It’s every parent’s worst nightmare. Breaking news reveals that extremists – home-grown or international – have struck with violent precision.

It’s happened yet again – this time twice within a single weekend in El Paso, Texas and Dayton, Ohio.

While there have sadly been many active-shooter events in the intervening years since 9/11, the news of these early August attacks brought me back in an instant to the day when the ongoing national nightmare was spawned.

By the time I picked up my then-seven-year-old son from school on September 11, 2001 he knew that planes had destroyed the Twin Towers. He had been worried about Grandma and Grandpa, who lived in New York. It astounded me how quickly he made the fearful connection between the attack and his grandparents’ safety…and that he lived with that fear until I arrived to pick him up.

Whether a terrorist strike is on the scale of 9/11, Sandy Hook, or the recent ones in Texas and Ohio, your children may be afraid, perhaps angry and naturally curious about its impact on their lives – especially now that school will soon be back in session.

Here’s one thing you can rely on: Your kids will be exposed to an uncontrollable media assault on multiple platforms, as well as information – and misinformation – from friends and schoolmates.

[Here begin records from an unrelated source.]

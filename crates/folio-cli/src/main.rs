mod cli;
mod commands;
mod error;
mod output;

use clap::Parser;
use tracing_subscriber::EnvFilter;
use uuid::Uuid;

use crate::cli::Cli;
use crate::error::CliError;

fn main() {
    tracing_subscriber::fmt()
        .with_env_filter(EnvFilter::from_default_env())
        .with_writer(std::io::stderr)
        .init();

    if let Err(error) = run() {
        eprintln!("error: {error}");
        std::process::exit(error.exit_code());
    }
}

fn run() -> Result<(), CliError> {
    let cli = Cli::parse();

    let request_id = Uuid::new_v4();
    let span = tracing::info_span!("request", %request_id);
    let _guard = span.enter();

    let report = commands::run(&cli, request_id)?;
    output::render(&report, cli.pretty)
}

As concerned and hungry for information as we, ourselves, may be, our job as parents in the face of this type of crisis is threefold:

·      Control your kids’ environment

·      Share only age-appropriate information

·      Don’t answer questions they haven’t asked

Control your kids’ environment.

It’s impossible to control media entirely, but parents need to own the conversation. That starts with being sensitive to what and how much information about active shooter and other violent events your kids are exposed to.

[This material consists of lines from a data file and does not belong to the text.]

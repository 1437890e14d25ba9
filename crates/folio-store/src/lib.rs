//! Replay-stable blob store.
//!
//! Every upstream acquisition is persisted under a deterministic key derived
//! from the request parameters. A key is written at most once; re-running the
//! same request replays the stored bytes instead of reaching upstream, so
//! identical inputs produce bit-identical results across runs.

use std::fs;
use std::path::{Path, PathBuf};

use sha2::{Digest, Sha256};
use thiserror::Error;
use tracing::debug;

/// Errors surfaced by [`ReplayStore`].
#[derive(Debug, Error)]
pub enum StoreError {
    #[error("no stored data for key '{key}'")]
    NotFound { key: String },

    #[error("stored data for key '{key}' is corrupt: {reason}")]
    Corrupt { key: String, reason: String },

    #[error("refusing to store empty payload for key '{key}'")]
    EmptyPayload { key: String },

    #[error("failed to write key '{key}': {source}")]
    WriteFailed {
        key: String,
        source: std::io::Error,
    },

    #[error(transparent)]
    Io(#[from] std::io::Error),
}

/// Deterministic store key built from a prefix and named components.
///
/// Components are sorted by name before hashing, so the same logical request
/// always maps to the same key regardless of argument order. The on-disk file
/// name is the lowercase hex SHA-256 of the canonical form.
#[derive(Debug, Clone, PartialEq, Eq, Hash)]
pub struct StoreKey {
    canonical: String,
    file_name: String,
}

impl StoreKey {
    pub fn new(prefix: &str, components: &[(&str, &str)]) -> Self {
        let mut parts: Vec<(&str, &str)> = components.to_vec();
        parts.sort_by(|left, right| left.0.cmp(right.0));

        let mut canonical = String::from(prefix);
        for (name, value) in parts {
            canonical.push(':');
            canonical.push_str(name);
            canonical.push(':');
            canonical.push_str(value);
        }

        let digest = Sha256::digest(canonical.as_bytes());
        let file_name = format!("{}.dat", hex::encode(digest));

        Self {
            canonical,
            file_name,
        }
    }

    /// The human-readable `prefix:name:value:...` form the hash is taken over.
    pub fn canonical(&self) -> &str {
        self.canonical.as_str()
    }

    /// The hashed on-disk file name, `<sha256-hex>.dat`.
    pub fn file_name(&self) -> &str {
        self.file_name.as_str()
    }
}

/// Write-once file store rooted at a single directory.
#[derive(Debug, Clone)]
pub struct ReplayStore {
    root: PathBuf,
}

impl ReplayStore {
    /// Opens the store, creating the root directory if needed.
    pub fn open(root: impl Into<PathBuf>) -> Result<Self, StoreError> {
        let root = root.into();
        fs::create_dir_all(&root)?;
        debug!(root = %root.display(), "opened replay store");
        Ok(Self { root })
    }

    pub fn root(&self) -> &Path {
        self.root.as_path()
    }

    pub fn exists(&self, key: &StoreKey) -> bool {
        self.path_for(key).is_file()
    }

    /// Reads the stored bytes for `key`.
    ///
    /// A missing key is `NotFound`; an unreadable or empty blob is `Corrupt`.
    /// Corruption is terminal: the caller must never fall back to refetching,
    /// or replay stability would silently break.
    pub fn read(&self, key: &StoreKey) -> Result<Vec<u8>, StoreError> {
        let path = self.path_for(key);
        if !path.is_file() {
            return Err(StoreError::NotFound {
                key: key.canonical().to_owned(),
            });
        }

        let bytes = fs::read(&path).map_err(|error| StoreError::Corrupt {
            key: key.canonical().to_owned(),
            reason: error.to_string(),
        })?;

        if bytes.is_empty() {
            return Err(StoreError::Corrupt {
                key: key.canonical().to_owned(),
                reason: String::from("stored blob is empty"),
            });
        }

        Ok(bytes)
    }

    /// Writes `data` under `key` atomically (temp file, then rename).
    ///
    /// Concurrent writers of the same key race on the rename; since both hold
    /// the same logical fetch result, the loser's write is redundant rather
    /// than visible.
    pub fn write(&self, key: &StoreKey, data: &[u8]) -> Result<(), StoreError> {
        if data.is_empty() {
            return Err(StoreError::EmptyPayload {
                key: key.canonical().to_owned(),
            });
        }

        let path = self.path_for(key);
        let temp = self.root.join(format!("{}.tmp", key.file_name()));

        fs::write(&temp, data).map_err(|source| StoreError::WriteFailed {
            key: key.canonical().to_owned(),
            source,
        })?;
        fs::rename(&temp, &path).map_err(|source| StoreError::WriteFailed {
            key: key.canonical().to_owned(),
            source,
        })?;

        debug!(key = key.canonical(), bytes = data.len(), "stored blob");
        Ok(())
    }

    /// Writes only when the key is not already present.
    ///
    /// Returns `true` when this call stored the data, `false` when the key
    /// already existed and the stored bytes were left untouched.
    pub fn write_if_absent(&self, key: &StoreKey, data: &[u8]) -> Result<bool, StoreError> {
        if self.exists(key) {
            debug!(key = key.canonical(), "key already present, not overwriting");
            return Ok(false);
        }

        self.write(key, data)?;
        Ok(true)
    }

    fn path_for(&self, key: &StoreKey) -> PathBuf {
        self.root.join(key.file_name())
    }
}

#[cfg(test)]
mod tests {
    use super::*;
    use tempfile::tempdir;

    fn key() -> StoreKey {
        StoreKey::new(
            "prices",
            &[
                ("ticker", "AAPL"),
                ("start", "2023-01-01"),
                ("end", "2023-12-31"),
            ],
        )
    }

    #[test]
    fn key_components_are_order_insensitive() {
        let forward = StoreKey::new("prices", &[("a", "1"), ("b", "2")]);
        let reversed = StoreKey::new("prices", &[("b", "2"), ("a", "1")]);

        assert_eq!(forward.canonical(), "prices:a:1:b:2");
        assert_eq!(forward.file_name(), reversed.file_name());
    }

    #[test]
    fn distinct_requests_map_to_distinct_keys() {
        let aapl = StoreKey::new("prices", &[("ticker", "AAPL")]);
        let msft = StoreKey::new("prices", &[("ticker", "MSFT")]);
        assert_ne!(aapl.file_name(), msft.file_name());
    }

    #[test]
    fn round_trips_stored_bytes() {
        let temp = tempdir().expect("tempdir");
        let store = ReplayStore::open(temp.path().join("store")).expect("open");

        store.write(&key(), b"payload").expect("write");
        assert!(store.exists(&key()));
        assert_eq!(store.read(&key()).expect("read"), b"payload");
    }

    #[test]
    fn read_of_missing_key_is_not_found() {
        let temp = tempdir().expect("tempdir");
        let store = ReplayStore::open(temp.path().join("store")).expect("open");

        let error = store.read(&key()).expect_err("should be missing");
        assert!(matches!(error, StoreError::NotFound { .. }));
    }

    #[test]
    fn empty_blob_is_corrupt() {
        let temp = tempdir().expect("tempdir");
        let store = ReplayStore::open(temp.path().join("store")).expect("open");

        std::fs::write(store.root().join(key().file_name()), b"").expect("write empty");
        let error = store.read(&key()).expect_err("should be corrupt");
        assert!(matches!(error, StoreError::Corrupt { .. }));
    }

    #[test]
    fn empty_payload_is_rejected() {
        let temp = tempdir().expect("tempdir");
        let store = ReplayStore::open(temp.path().join("store")).expect("open");

        let error = store.write(&key(), b"").expect_err("should reject");
        assert!(matches!(error, StoreError::EmptyPayload { .. }));
    }

    #[test]
    fn write_if_absent_preserves_the_first_write() {
        let temp = tempdir().expect("tempdir");
        let store = ReplayStore::open(temp.path().join("store")).expect("open");

        assert!(store.write_if_absent(&key(), b"first").expect("first write"));
        assert!(!store.write_if_absent(&key(), b"second").expect("second write"));
        assert_eq!(store.read(&key()).expect("read"), b"first");
    }
}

As much as you can, shield your children – especially more vulnerable school-agers – from the media onslaught. Play music rather than news on the car radio. If the TV is on at home, play or stream movies or children’s programs to avoid “breaking news” updates.

Think beyond media. Remember… kids have elephant ears. Your child may look engrossed in a coloring book or a video game while you and your friend talk about the news, but their attraction to and curiosity about adult conversation will heighten their interest in what you’re saying.

Finally, gather as much info as you can from school administrators and teachers about what, if anything, they’ve officially communicated to the children in their charge. If there were an attack somewhere in the world – but it’s not getting much media coverage – I wouldn’t bring it up unless I know it was discussed at school.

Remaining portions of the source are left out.